体内のコラーゲンの増えすぎで起こる病気……膠原病、肺線維症など
息苦しさなどの症状が出る肺線維症。体内でコラーゲンが増えすぎることで起こる病気です
たとえば私たちがケガをすると、傷口がふさがった部分が硬く盛り上がって跡になってしまうことがありますね。これは、傷の修復過程でコラーゲンが作られるからです。具体的には、傷の部位で「線維芽細胞」というものがコラーゲンを産生・分泌することで、肉芽組織が作られ、瘢痕化して、弾力性が失われた硬い傷跡になります。コラーゲンの本来の役割は皮膚を守ったり修復したりすることですから、コラーゲンが増えた場所では、皮膚は柔らかくなるどころか、むしろ硬くなるのです。
また、体内のコラーゲンが増えすぎると、病気になることもあります。「膠原病(こうげんびょう)」という病名を聞いたことはありませんか?「膠原」はまさにコラーゲンのことですので、「コラーゲン病」と言い換えることもできます。コラーゲンの異常を伴う病気の総称ですので、強皮症や関節リウマチなどもこれに含まれます。
何らかの原因で皮膚や臓器の硬化が起こることを一般に「線維化」とも言いますが、この「線維化」もコラーゲンを含む膠原線維が過剰に増えた結果として起こるものです。肺で線維化が起きた場合は「肺線維症」、肝臓で線維化が起きた場合は「肝線維症」または「肝硬変」となります。いずれも、命に関わる重い病気です。
「美と健康のためにコラーゲンを増やすことが大切」と信じて疑わない人に、コラーゲンの役割や働きを正しく知っていただくために、今回は体内のコラーゲンが増えすぎて起こる病気の一つである「肺線維症」について解説しましょう。
肺線維症とは……過剰なコラーゲンによる命に関わる病気
肺は「肺胞」という小さな風船のような袋状の構造がたくさん集まってできており、私たちはこの肺胞の薄い壁を通して体内に酸素を取り込んでいます。何らかの原因でこの肺胞の壁に炎症や損傷が起こると、それを修復しようとしてコラーゲンが過剰に作られ、肺胞の壁がどんどん分厚く硬くなっていきます。これが「肺線維症」です。肺胞から体内に自然と酸素が取り込まれるのは、肺胞の壁がとても薄いからです。この壁がコラーゲンによってどんどん分厚くなってしまったら、酸素が通りにくくなります。また、私たちが胸の筋肉を動かしたときに、肺が膨らんだり縮んだりして呼吸ができるのは、肺胞が柔らかいからです。肺胞がコラーゲンによって線維化して硬くなってしまったら、呼吸しづらくなります。一度線維化してしまった肺は、元の柔軟な肺に戻ることはありません。
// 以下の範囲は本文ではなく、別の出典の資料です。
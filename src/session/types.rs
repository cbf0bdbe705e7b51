//! Upload session types

use axum::body::Bytes;
use chrono::{DateTime, Utc};
use serde::{Deserialize, Serialize};
use uuid::Uuid;

use crate::extract::BookRecord;

// ============================================================================
// Constants
// ============================================================================

/// Maximum size of one uploaded image: 20MB
pub const MAX_IMAGE_SIZE: usize = 20 * 1024 * 1024;

/// Number of image previews kept in memory
pub const DEFAULT_PREVIEW_CAPACITY: usize = 64;

// ============================================================================
// Session Types
// ============================================================================

/// One uploaded image and what OCR made of it
#[derive(Debug, Clone, Serialize, Deserialize)]
#[serde(rename_all = "camelCase")]
pub struct UploadSession {
    /// Unique session ID
    pub id: Uuid,

    /// LFL number active when the file was accepted
    pub lfl_number: String,

    /// Original file name
    pub image_name: String,

    /// When the file was accepted
    pub uploaded_at: DateTime<Utc>,

    /// Extracted books; empty until OCR resolves
    pub books: Vec<BookRecord>,

    /// Current status
    pub status_label: SessionStatus,
}

impl UploadSession {
    /// Create a waiting session
    pub fn new(lfl_number: &str, image_name: &str) -> Self {
        Self {
            id: Uuid::new_v4(),
            lfl_number: lfl_number.to_string(),
            image_name: image_name.to_string(),
            uploaded_at: Utc::now(),
            books: Vec::new(),
            status_label: SessionStatus::Waiting,
        }
    }

    /// Whether OCR has resolved, either way
    pub fn is_resolved(&self) -> bool {
        matches!(self.status_label, SessionStatus::Done | SessionStatus::Failed)
    }
}

/// Session status
#[derive(Debug, Clone, Copy, PartialEq, Eq, Serialize, Deserialize)]
#[serde(rename_all = "lowercase")]
pub enum SessionStatus {
    /// Accepted, OCR not started
    Waiting,
    /// OCR running
    Processing,
    /// OCR succeeded, books stored
    Done,
    /// OCR failed, no books
    Failed,
}

impl SessionStatus {
    pub fn label(&self) -> &'static str {
        match self {
            Self::Waiting => "waiting",
            Self::Processing => "processing",
            Self::Done => "done",
            Self::Failed => "failed",
        }
    }
}

// ============================================================================
// Upload Input
// ============================================================================

/// An image received from a client
#[derive(Debug, Clone)]
pub struct UploadFile {
    pub name: String,
    pub content_type: Option<String>,
    pub data: Bytes,
}

impl UploadFile {
    pub fn new(name: impl Into<String>, data: impl Into<Bytes>) -> Self {
        Self {
            name: name.into(),
            content_type: None,
            data: data.into(),
        }
    }

    pub fn with_content_type(mut self, content_type: impl Into<String>) -> Self {
        self.content_type = Some(content_type.into());
        self
    }

    /// Declared content type, else a guess from the file name
    pub fn mime_type(&self) -> String {
        match &self.content_type {
            Some(content_type)
                if !content_type.is_empty() && content_type != "application/octet-stream" =>
            {
                content_type.clone()
            }
            _ => mime_guess::from_path(&self.name)
                .first_or_octet_stream()
                .essence_str()
                .to_string(),
        }
    }
}

// ============================================================================
// Error Types
// ============================================================================

/// Pipeline error types
#[derive(Debug, thiserror::Error)]
pub enum PipelineError {
    #[error("Register and select an LFL number before uploading images")]
    NoActiveRegistration,

    #[error("No image files were uploaded")]
    NoFiles,

    #[error("Not an image: {0}")]
    NotAnImage(String),

    #[error("Image too large: {name} is {size} bytes (max: {max})")]
    ImageTooLarge { name: String, size: usize, max: usize },

    #[error("Session not found: {0}")]
    SessionNotFound(String),
}

impl PipelineError {
    /// Get HTTP status code for this error
    pub fn status_code(&self) -> axum::http::StatusCode {
        use axum::http::StatusCode;
        match self {
            Self::NoActiveRegistration => StatusCode::CONFLICT,
            Self::NoFiles => StatusCode::BAD_REQUEST,
            Self::NotAnImage(_) => StatusCode::UNSUPPORTED_MEDIA_TYPE,
            Self::ImageTooLarge { .. } => StatusCode::PAYLOAD_TOO_LARGE,
            Self::SessionNotFound(_) => StatusCode::NOT_FOUND,
        }
    }

    pub fn code(&self) -> &'static str {
        match self {
            Self::NoActiveRegistration => "no_active_registration",
            Self::NoFiles => "no_files",
            Self::NotAnImage(_) => "not_an_image",
            Self::ImageTooLarge { .. } => "image_too_large",
            Self::SessionNotFound(_) => "session_not_found",
        }
    }
}

/// Check an upload before it enters the pipeline
pub fn validate_upload(file: &UploadFile) -> Result<(), PipelineError> {
    if !file.mime_type().starts_with("image/") {
        return Err(PipelineError::NotAnImage(file.name.clone()));
    }
    if file.data.len() > MAX_IMAGE_SIZE {
        return Err(PipelineError::ImageTooLarge {
            name: file.name.clone(),
            size: file.data.len(),
            max: MAX_IMAGE_SIZE,
        });
    }
    Ok(())
}

#[cfg(test)]
mod tests {
    use super::*;

    #[test]
    fn test_new_session_is_waiting() {
        let session = UploadSession::new("L1", "shelf.jpg");
        assert_eq!(session.status_label, SessionStatus::Waiting);
        assert!(session.books.is_empty());
        assert!(!session.is_resolved());
    }

    #[test]
    fn test_session_json_shape() {
        let session = UploadSession::new("L1", "shelf.jpg");
        let json = serde_json::to_value(&session).unwrap();
        assert_eq!(json["lflNumber"], "L1");
        assert_eq!(json["imageName"], "shelf.jpg");
        assert_eq!(json["statusLabel"], "waiting");
        assert!(json["uploadedAt"].is_string());
        assert!(json["books"].as_array().unwrap().is_empty());
    }

    #[test]
    fn test_mime_type_guess() {
        assert_eq!(UploadFile::new("a.png", vec![1u8]).mime_type(), "image/png");
        assert_eq!(
            UploadFile::new("blob", vec![1u8])
                .with_content_type("image/jpeg")
                .mime_type(),
            "image/jpeg"
        );
        assert_eq!(
            UploadFile::new("notes.txt", vec![1u8]).mime_type(),
            "text/plain"
        );
    }

    #[test]
    fn test_validate_upload() {
        assert!(validate_upload(&UploadFile::new("a.jpg", vec![0u8; 10])).is_ok());
        assert!(matches!(
            validate_upload(&UploadFile::new("a.pdf", vec![0u8; 10])),
            Err(PipelineError::NotAnImage(_))
        ));
        assert!(matches!(
            validate_upload(&UploadFile::new("a.jpg", vec![0u8; MAX_IMAGE_SIZE + 1])),
            Err(PipelineError::ImageTooLarge { .. })
        ));
    }
}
肺線維症の進行のスピードは患者さんによって大きく異なりますが、平均余命は診断後3~5年と言われています。中には急に悪化して2ヶ月以内に亡くなってしまう方もいらっしゃいます。ただし、今は「抗線維化薬」と分類される薬が開発されており、治療によって改善する方もいます。具体的には、「ピルフェニドン」と「ニンテダニブ」という2種類の薬で、線維芽細胞の増殖やコラーゲン産生を抑制すると考えられています。これらを使い分けて進行を遅らせることが、現在の主な治療法です。進行してからでは治すのが難しくなりますので、「早期発見」がカギを握ることは言うまでもありません。
コラーゲン入りのサプリメントは危険? 害はないが、効果も薄い
「えっ! じゃあコラーゲンのサプリメントやドリンクはすぐに止めた方がいいの?」と思われた方もいるでしょう。
しかし、ご安心ください。これだけ市場にたくさんのコラーゲン関連のサプリメントなどが出回っているにもかかわらず、それによって肺線維症や肝硬変になってしまったという話は聞いたことがないのではないでしょうか。この状況を考えると、サプリや飲食物から適量を摂る分には、おそらく大丈夫です。
一方でよく考えてみると、この事実は、コラーゲン入りの製品を一生懸命飲食しても、体内のコラーゲンをそれほど増やすことはできていないことの証明にもなるかもしれません。個人的には、今まで利用していなかった方は、科学的にあまり意味がなさそうなものに手を出す必要はないと思います。もしこれまで利用してきて気に入っているという方は、害はないと思いますので、「お守り」のつもりで続ける分にはよいかもしれません。